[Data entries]
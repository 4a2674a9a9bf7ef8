//! Find NTT-friendly primes: q prime with q ≡ 1 (mod 2N)

use fhe_engine::modmath::is_prime_u64;

fn main() {
    let n: usize = 1024;
    let target_bits = 59;
    let count = 10;

    let step = 2 * n as u64; // candidates must stay ≡ 1 (mod 2N)
    let base = 1u64 << target_bits;

    println!(
        "Finding {} NTT-friendly {}-bit primes (q ≡ 1 mod {}) starting at 2^{}...\n",
        count, target_bits, step, target_bits
    );

    let mut primes = Vec::new();
    let mut candidate = base + 1;

    while primes.len() < count && candidate < base * 2 {
        if is_prime_u64(candidate) {
            println!(
                "Found prime #{}: {} (hex: 0x{:X})",
                primes.len() + 1,
                candidate,
                candidate
            );
            println!("  Bits: {}", 64 - candidate.leading_zeros());
            println!("  q mod {} = {}", step, candidate % step);
            println!();
            primes.push(candidate);
        }
        candidate += step;
    }

    if primes.len() == count {
        println!("✓ Found {} NTT-friendly primes!\n", count);
        println!("Rust array:");
        println!("let moduli = vec![");
        for (i, p) in primes.iter().enumerate() {
            println!("    {},  // q_{} ({}-bit, NTT-friendly)", p, i, target_bits);
        }
        println!("];");
    } else {
        println!("✗ Only found {} primes", primes.len());
    }
}
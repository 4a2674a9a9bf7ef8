//! Walk through a BFV ciphertext multiplication step by step:
//! trivial ciphertexts in, degree-3 product, relinearization, scale-back.

use fhe_engine::bfv::{scale_to_plaintext, BfvMultiplier, RelinearizationKey};
use fhe_engine::modmath::mod_pow;
use fhe_engine::sampling::sample_ternary_shake128;

fn main() -> Result<(), fhe_engine::FheError> {
    let n = 8;
    let q = 7681u64;
    let t = 16u64;

    let bfv = BfvMultiplier::new(n, q, t)?;
    let delta = bfv.delta();

    println!("=== BFV Multiplication Demo ===\n");
    println!("Parameters: N={}, q={}, t={}, Δ=⌊q/t⌋={}", n, q, t, delta);
    println!("NTT root:   ψ={} (2N-th primitive root mod q)\n", bfv.ntt().psi);

    // Trivial (noiseless) ciphertexts: ct = (Δ·m, 0)
    let m1 = 3u64;
    let m2 = 5u64;
    let mut c1_0 = vec![0u64; n];
    c1_0[0] = delta * m1;
    let mut c2_0 = vec![0u64; n];
    c2_0[0] = delta * m2;
    let zero = vec![0u64; n];

    println!("Plaintexts: m1={}, m2={}", m1, m2);
    println!("Ciphertext 1: c0[0]=Δ·m1={}, c1=0", c1_0[0]);
    println!("Ciphertext 2: c0[0]=Δ·m2={}, c1=0\n", c2_0[0]);

    // Degree-3 product with exact t/q scaling
    let (d0, d1, d2) = bfv.multiply_ciphertexts(&c1_0, &zero, &c2_0, &zero)?;
    println!("Degree-3 product:");
    println!("  d0[0] = {} (≈ Δ·m1·m2 = {})", d0[0], delta * m1 * m2);
    println!("  d1    = all zero: {}", d1.iter().all(|&c| c == 0));
    println!("  d2    = all zero: {}\n", d2.iter().all(|&c| c == 0));

    // Relinearize with a noiseless evaluation key for a ternary secret:
    // b_i = B^i·s² with a_i = 0, base B = 2^7
    let ntt = bfv.ntt();
    let s = sample_ternary_shake128(&[42u8; 32], n, q);
    let s_squared = ntt.multiply(&s, &s)?;

    let base_bits = 7;
    let digits = RelinearizationKey::digit_count(q, base_bits);
    let mut components = Vec::new();
    for i in 0..digits {
        let scale = mod_pow(2, base_bits as u64 * i as u64, q);
        components.push((ntt.scalar_mul(&s_squared, scale)?, vec![0u64; n]));
    }
    let key = RelinearizationKey { base_bits, components };

    let (c0, c1) = bfv.relinearize(&d0, &d1, &d2, &key)?;
    println!(
        "Relinearized back to degree 2 (base 2^{}, {} digits)",
        base_bits, digits
    );

    // Noiseless decryption of the trivial result: c1 is zero here, so the
    // phase is just c0
    let phase = ntt.add(&c0, &ntt.multiply(&c1, &s)?)?;
    let recovered = scale_to_plaintext(phase[0], q, t);
    println!("Scale-back: ⌊(c0[0]·t + ⌊q/2⌋)/q⌋ mod t = {}\n", recovered);

    assert_eq!(recovered, (m1 * m2) % t);
    println!("✓ Recovered m1·m2 = {} mod {}", recovered, t);
    Ok(())
}
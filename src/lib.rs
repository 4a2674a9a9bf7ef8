#![doc = include_str!("../README.md")]

pub mod bfv;
pub mod error;
pub mod modmath;
pub mod ntt;
pub mod sampling;

mod wide;

pub use bfv::{BfvMultiplier, RelinearizationKey};
pub use error::FheError;
pub use ntt::NttContext;
//! Extended-precision helpers for the BFV scale-and-round step.
//!
//! The schoolbook ciphertext product accumulates into 128 bits; scaling the
//! folded coefficient by the plaintext modulus t widens it to 192 bits, and
//! the rounded division by q needs the full two-limb quotient reduced mod q.
//! Everything here is plain u128 limb arithmetic, so the routines behave
//! identically on every target.

/// Full 128-bit product of two 64-bit operands.
#[inline(always)]
pub(crate) fn mul_wide(a: u64, b: u64) -> u128 {
    a as u128 * b as u128
}

/// Unsigned 192-bit integer as three 64-bit limbs, least significant first.
#[derive(Debug, Clone, Copy, PartialEq, Eq)]
pub(crate) struct Uint192 {
    pub lo: u64,
    pub mid: u64,
    pub hi: u64,
}

impl Uint192 {
    /// Full 192-bit product of a 128-bit and a 64-bit operand.
    ///
    /// Two widening multiplies; the mid limbs are summed with the carry
    /// propagated into the high limb.
    pub(crate) fn mul_128x64(a: u128, b: u64) -> Uint192 {
        let p_lo = mul_wide(a as u64, b);
        let p_hi = mul_wide((a >> 64) as u64, b);

        let mid_sum = (p_lo >> 64) + (p_hi as u64 as u128);

        Uint192 {
            lo: p_lo as u64,
            mid: mid_sum as u64,
            hi: (p_hi >> 64) as u64 + (mid_sum >> 64) as u64,
        }
    }

    /// Add a 64-bit scalar, carrying through all three limbs.
    pub(crate) fn add_u64(self, s: u64) -> Uint192 {
        let (lo, carry_lo) = self.lo.overflowing_add(s);
        let (mid, carry_mid) = self.mid.overflowing_add(carry_lo as u64);
        Uint192 {
            lo,
            mid,
            hi: self.hi.wrapping_add(carry_mid as u64),
        }
    }
}

/// Compute ⌊num / q⌋ mod q.
///
/// Three-limb long division by q (each step is a native u128-by-u64
/// divide), then the up-to-128-bit quotient is folded mod q limb by limb.
/// The high quotient limb participates in the reduction: truncating it
/// silently corrupts every coefficient whose scaled value exceeds 64 bits.
/// The division remainder is discarded: the caller has already added ⌊q/2⌋
/// to make the division round to nearest.
pub(crate) fn div192_by_64_mod_q(num: Uint192, q: u64) -> u64 {
    debug_assert!(q > 1);
    let q = q as u128;

    let quot_hi = num.hi as u128 / q;
    let rem = num.hi as u128 % q;

    let cur = (rem << 64) | num.mid as u128;
    let quot_mid = cur / q; // < 2^64 since cur < q·2^64
    let rem = cur % q;

    let cur = (rem << 64) | num.lo as u128;
    let quot_lo = cur / q;

    // quotient = quot_hi·2^128 + quot_mid·2^64 + quot_lo; fold mod q from
    // the top limb down (acc < q < 2^64, so each fold fits in u128)
    let mut acc = quot_hi % q;
    acc = ((acc << 64) | quot_mid) % q;
    acc = ((acc << 64) | quot_lo) % q;
    acc as u64
}
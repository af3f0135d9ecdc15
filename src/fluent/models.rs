//! Model registration and search

use super::{
    Registry, SEARCH_MODEL_VERSION_MAX_RESULTS_DEFAULT, SEARCH_REGISTERED_MODEL_MAX_RESULTS_DEFAULT,
};
use crate::client::{CreateModelVersion, SearchQuery};
use crate::error::{Error, ErrorCode, Result};
use crate::pagination::{aggregate, collect_all, PageRequest};
use crate::types::{
    FileInfo, LoggedModel, ModelVersion, ModelVersionRef, ModelVersionStatus, RegisteredModel, Run,
    StringMap, MLMODEL_FILE_NAME, MODEL_VERSIONS_TAG,
};
use crate::uri::{is_runs_uri, parse_model_id_if_present, parse_runs_uri};
use std::time::Duration;
use tokio::time::{sleep, Instant};
use tracing::{info, info_span, warn, Instrument};

/// Options of `Registry::register_model`
#[derive(Debug, Clone, Default, PartialEq, Eq)]
pub struct RegisterOptions {
    /// How long to wait for the new version to become READY. `None` uses the
    /// configured default; zero does not wait.
    pub await_registration_for: Option<Duration>,
    /// Tags set on the new model version
    pub tags: StringMap,
}

impl RegisterOptions {
    pub fn new() -> Self {
        Self::default()
    }

    #[must_use]
    pub fn await_for(mut self, timeout: Duration) -> Self {
        self.await_registration_for = Some(timeout);
        self
    }

    #[must_use]
    pub fn no_wait(self) -> Self {
        self.await_for(Duration::ZERO)
    }

    #[must_use]
    pub fn tag(mut self, key: impl Into<String>, value: impl Into<String>) -> Self {
        self.tags.insert(key.into(), value.into());
        self
    }
}

/// Where a new model version's artifacts come from
#[derive(Debug, Clone, PartialEq, Eq)]
struct ResolvedSource {
    source: String,
    run_id: Option<String>,
    model_id: Option<String>,
}

fn is_model_file(file: &FileInfo) -> bool {
    !file.is_dir && file.path.rsplit('/').next() == Some(MLMODEL_FILE_NAME)
}

/// Underlying storage location of `path` inside the run's artifact root
fn artifact_location(run: &Run, path: &str) -> Result<String> {
    let root = run.info.artifact_uri.trim_end_matches('/');
    if root.is_empty() {
        return Err(Error::invalid_parameter(format!(
            "Run {} has no artifact location",
            run.info.run_id
        )));
    }
    let path = path.trim_matches('/');
    Ok(if path.is_empty() {
        root.to_string()
    } else {
        format!("{root}/{path}")
    })
}

impl Registry {
    /// Create a new version of model `name` from `model_uri`, creating the
    /// registered model first when it does not exist yet.
    pub async fn register_model(
        &self,
        model_uri: &str,
        name: &str,
        options: RegisterOptions,
    ) -> Result<ModelVersion> {
        let span = info_span!("register_model", model = %name);
        async move {
            match self.client.create_registered_model(name).await {
                Ok(model) => info!("Successfully registered model '{}'.", model.name),
                Err(e) if e.is_already_exists() => info!(
                    "Registered model '{name}' already exists. Creating a new version of this model..."
                ),
                Err(e) => return Err(e),
            }

            let resolved = self.resolve_source(model_uri).await?;
            let request = CreateModelVersion {
                name: name.to_string(),
                source: resolved.source,
                run_id: resolved.run_id,
                model_id: resolved.model_id.clone(),
                tags: options.tags,
                description: None,
            };
            let mut version = self.client.create_model_version(&request).await?;

            let timeout = options
                .await_registration_for
                .unwrap_or_else(|| self.settings.await_registration());
            if !timeout.is_zero() {
                version = self.await_ready(version, timeout).await?;
            }
            info!("Created version '{}' of model '{}'.", version.version, version.name);

            if let Some(model_id) = &resolved.model_id {
                self.record_model_version(model_id, &version).await?;
            }
            Ok(version)
        }
        .instrument(span)
        .await
    }

    async fn resolve_source(&self, model_uri: &str) -> Result<ResolvedSource> {
        if !is_runs_uri(model_uri) {
            return Ok(ResolvedSource {
                source: model_uri.to_string(),
                run_id: None,
                model_id: parse_model_id_if_present(model_uri),
            });
        }

        let (run_id, artifact_path) = parse_runs_uri(model_uri)?;
        let artifacts = self
            .client
            .list_run_artifacts(&run_id, &artifact_path)
            .await?;
        let run = self.client.get_run(&run_id).await?;
        if artifacts.iter().any(is_model_file) {
            return Ok(ResolvedSource {
                source: artifact_location(&run, &artifact_path)?,
                run_id: Some(run_id),
                model_id: None,
            });
        }

        let candidates = self.logged_models_from_run(&run, &artifact_path).await?;
        let model_id = select_logged_model(&run, candidates, &artifact_path)?;
        let source = format!("models:/{model_id}");
        warn!(
            "Run with id {run_id} has no artifacts at artifact path '{artifact_path}', \
             registering model based on {source} instead"
        );

        Ok(ResolvedSource {
            source,
            run_id: Some(run_id),
            model_id: Some(model_id),
        })
    }

    /// Logged models named `name` in the run's experiment that the run produced
    async fn logged_models_from_run(&self, run: &Run, name: &str) -> Result<Vec<LoggedModel>> {
        let client = self.client.as_ref();
        let experiment_ids = [run.info.experiment_id.clone()];
        let filter = format!("name = '{name}'");
        let (experiment_ids, filter) = (&experiment_ids[..], filter.as_str());

        collect_all(
            move |token| client.search_logged_models(experiment_ids, Some(filter), token),
            |model| model.source_run_id.as_deref() == Some(run.info.run_id.as_str()),
        )
        .await
    }

    /// Poll until the version leaves PENDING_REGISTRATION or `timeout` passes
    async fn await_ready(&self, created: ModelVersion, timeout: Duration) -> Result<ModelVersion> {
        let deadline = Instant::now() + timeout;
        let interval = self.settings.await_poll_interval();
        info!(
            "Waiting up to {} seconds for model version to finish creation. Model name: {}, version {}",
            timeout.as_secs(),
            created.name,
            created.version
        );

        let mut current = created;
        loop {
            match current.status {
                ModelVersionStatus::Ready => return Ok(current),
                ModelVersionStatus::FailedRegistration => {
                    return Err(Error::RegistrationFailed {
                        message: current.status_message.unwrap_or_default(),
                        name: current.name,
                        version: current.version,
                    });
                }
                ModelVersionStatus::PendingRegistration => {}
            }

            let now = Instant::now();
            if now >= deadline {
                warn!(
                    "Model version {} of '{}' is still pending after {}s; returning it as is",
                    current.version,
                    current.name,
                    timeout.as_secs()
                );
                return Ok(current);
            }
            sleep(interval.min(deadline - now)).await;
            current = self
                .client
                .get_model_version(&current.name, &current.version)
                .await?;
        }
    }

    /// Append `{name, version}` to the logged model's version list tag
    async fn record_model_version(&self, model_id: &str, version: &ModelVersion) -> Result<()> {
        let model = self.client.get_logged_model(model_id).await?;
        let mut versions: Vec<ModelVersionRef> = match model.tags.get(MODEL_VERSIONS_TAG) {
            Some(existing) if !existing.trim().is_empty() => serde_json::from_str(existing)?,
            _ => Vec::new(),
        };
        versions.push(ModelVersionRef {
            name: version.name.clone(),
            version: version.version.clone(),
        });

        let tags = StringMap::from([(
            MODEL_VERSIONS_TAG.to_string(),
            serde_json::to_string(&versions)?,
        )]);
        self.client.set_logged_model_tags(model_id, &tags).await
    }

    /// Registered models matching `query`, across as many pages as needed
    pub async fn search_registered_models(
        &self,
        max_results: Option<usize>,
        query: &SearchQuery,
    ) -> Result<Vec<RegisteredModel>> {
        let client = self.client.as_ref();
        let page = aggregate(
            move |count, token| client.search_registered_models(query, PageRequest::new(count, token)),
            SEARCH_REGISTERED_MODEL_MAX_RESULTS_DEFAULT,
            max_results,
        )
        .await?;
        Ok(page.into_items())
    }

    /// Model versions matching `query`, across as many pages as needed
    pub async fn search_model_versions(
        &self,
        max_results: Option<usize>,
        query: &SearchQuery,
    ) -> Result<Vec<ModelVersion>> {
        let client = self.client.as_ref();
        let page = aggregate(
            move |count, token| client.search_model_versions(query, PageRequest::new(count, token)),
            SEARCH_MODEL_VERSION_MAX_RESULTS_DEFAULT,
            max_results,
        )
        .await?;
        Ok(page.into_items())
    }

    pub async fn set_model_version_tag(
        &self,
        name: &str,
        version: &str,
        key: &str,
        value: &str,
    ) -> Result<()> {
        self.client
            .set_model_version_tag(name, version, key, value)
            .await
    }
}

/// Pick the logged model to register among the run's candidates; with
/// several, the one logged at the largest step wins.
fn select_logged_model(run: &Run, candidates: Vec<LoggedModel>, artifact_path: &str) -> Result<String> {
    let run_id = &run.info.run_id;
    if candidates.len() > 1 {
        let outputs = run.outputs.as_ref().ok_or_else(|| {
            Error::invalid_parameter(format!(
                "Multiple logged models found for run {run_id}. Cannot determine which model \
                 to register. Please use `models:/<model_id>` instead."
            ))
        })?;
        let step_of = |model: &LoggedModel| {
            outputs
                .model_outputs
                .iter()
                .find(|o| o.model_id == model.model_id)
                .map_or(0, |o| o.step)
        };
        return candidates
            .into_iter()
            .max_by_key(|model| step_of(model))
            .map(|model| model.model_id)
            .ok_or_else(|| Error::registry(ErrorCode::InternalError, "no candidate models"));
    }

    candidates
        .into_iter()
        .next()
        .map(|model| model.model_id)
        .ok_or_else(|| {
            Error::not_found(format!(
                "Unable to find a logged_model with artifact_path {artifact_path} under run {run_id}"
            ))
        })
}
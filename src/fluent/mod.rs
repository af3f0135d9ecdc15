//! Fluent registry facade
//!
//! `Registry` wraps a `RegistryClient` with the behavior callers expect on
//! top of the raw API: tolerant model creation, source resolution for
//! `runs:/` URIs, readiness waits, search aggregation across pages, a
//! memoized prompt loader and best-effort prompt linking.

mod models;
mod prompts;

pub use models::RegisterOptions;
pub use prompts::LoadPromptOptions;

use crate::cache::PromptCache;
use crate::client::{RegistryClient, RestRegistryClient};
use crate::config::Settings;
use crate::context::ActiveContext;
use crate::error::Result;
use std::sync::Arc;

/// Per-call page size when searching registered models
pub const SEARCH_REGISTERED_MODEL_MAX_RESULTS_DEFAULT: usize = 100;

/// Per-call page size when searching model versions
pub const SEARCH_MODEL_VERSION_MAX_RESULTS_DEFAULT: usize = 10_000;

/// Per-call page size when searching prompts
pub const SEARCH_PROMPTS_MAX_RESULTS_DEFAULT: usize = 100;

/// High-level registry operations. Clones share the client, the prompt
/// cache and the active context.
#[derive(Clone)]
pub struct Registry {
    client: Arc<dyn RegistryClient>,
    settings: Settings,
    prompt_cache: PromptCache,
    context: ActiveContext,
}

impl Registry {
    /// Create a facade over `client`
    pub fn new(client: Arc<dyn RegistryClient>, settings: Settings) -> Self {
        let prompt_cache = PromptCache::new(settings.prompt_cache_size);
        Self {
            client,
            settings,
            prompt_cache,
            context: ActiveContext::new(),
        }
    }

    /// Create a facade talking REST to the configured registry
    pub fn from_settings(settings: Settings) -> Result<Self> {
        let client = RestRegistryClient::from_settings(&settings)?;
        Ok(Self::new(Arc::new(client), settings))
    }

    /// Use `context` as the source of the active run, model and trace
    #[must_use]
    pub fn with_context(mut self, context: ActiveContext) -> Self {
        self.context = context;
        self
    }

    pub fn context(&self) -> &ActiveContext {
        &self.context
    }

    pub fn settings(&self) -> &Settings {
        &self.settings
    }

    pub fn client(&self) -> &Arc<dyn RegistryClient> {
        &self.client
    }

    pub fn prompt_cache(&self) -> &PromptCache {
        &self.prompt_cache
    }
}

impl std::fmt::Debug for Registry {
    fn fmt(&self, f: &mut std::fmt::Formatter<'_>) -> std::fmt::Result {
        f.debug_struct("Registry")
            .field("registry_uri", &self.settings.registry_uri())
            .field("prompt_cache", &self.prompt_cache)
            .field("context", &self.context)
            .finish_non_exhaustive()
    }
}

**ABOUT THIS TASK**. Where in the records does the word "scaling" appear? Copy each line that holds it.

**OUTPUT FOR THIS EXERCISE**.
    // Degree-3 product with exact t/q scaling
//! The schoolbook ciphertext product accumulates into 128 bits; scaling the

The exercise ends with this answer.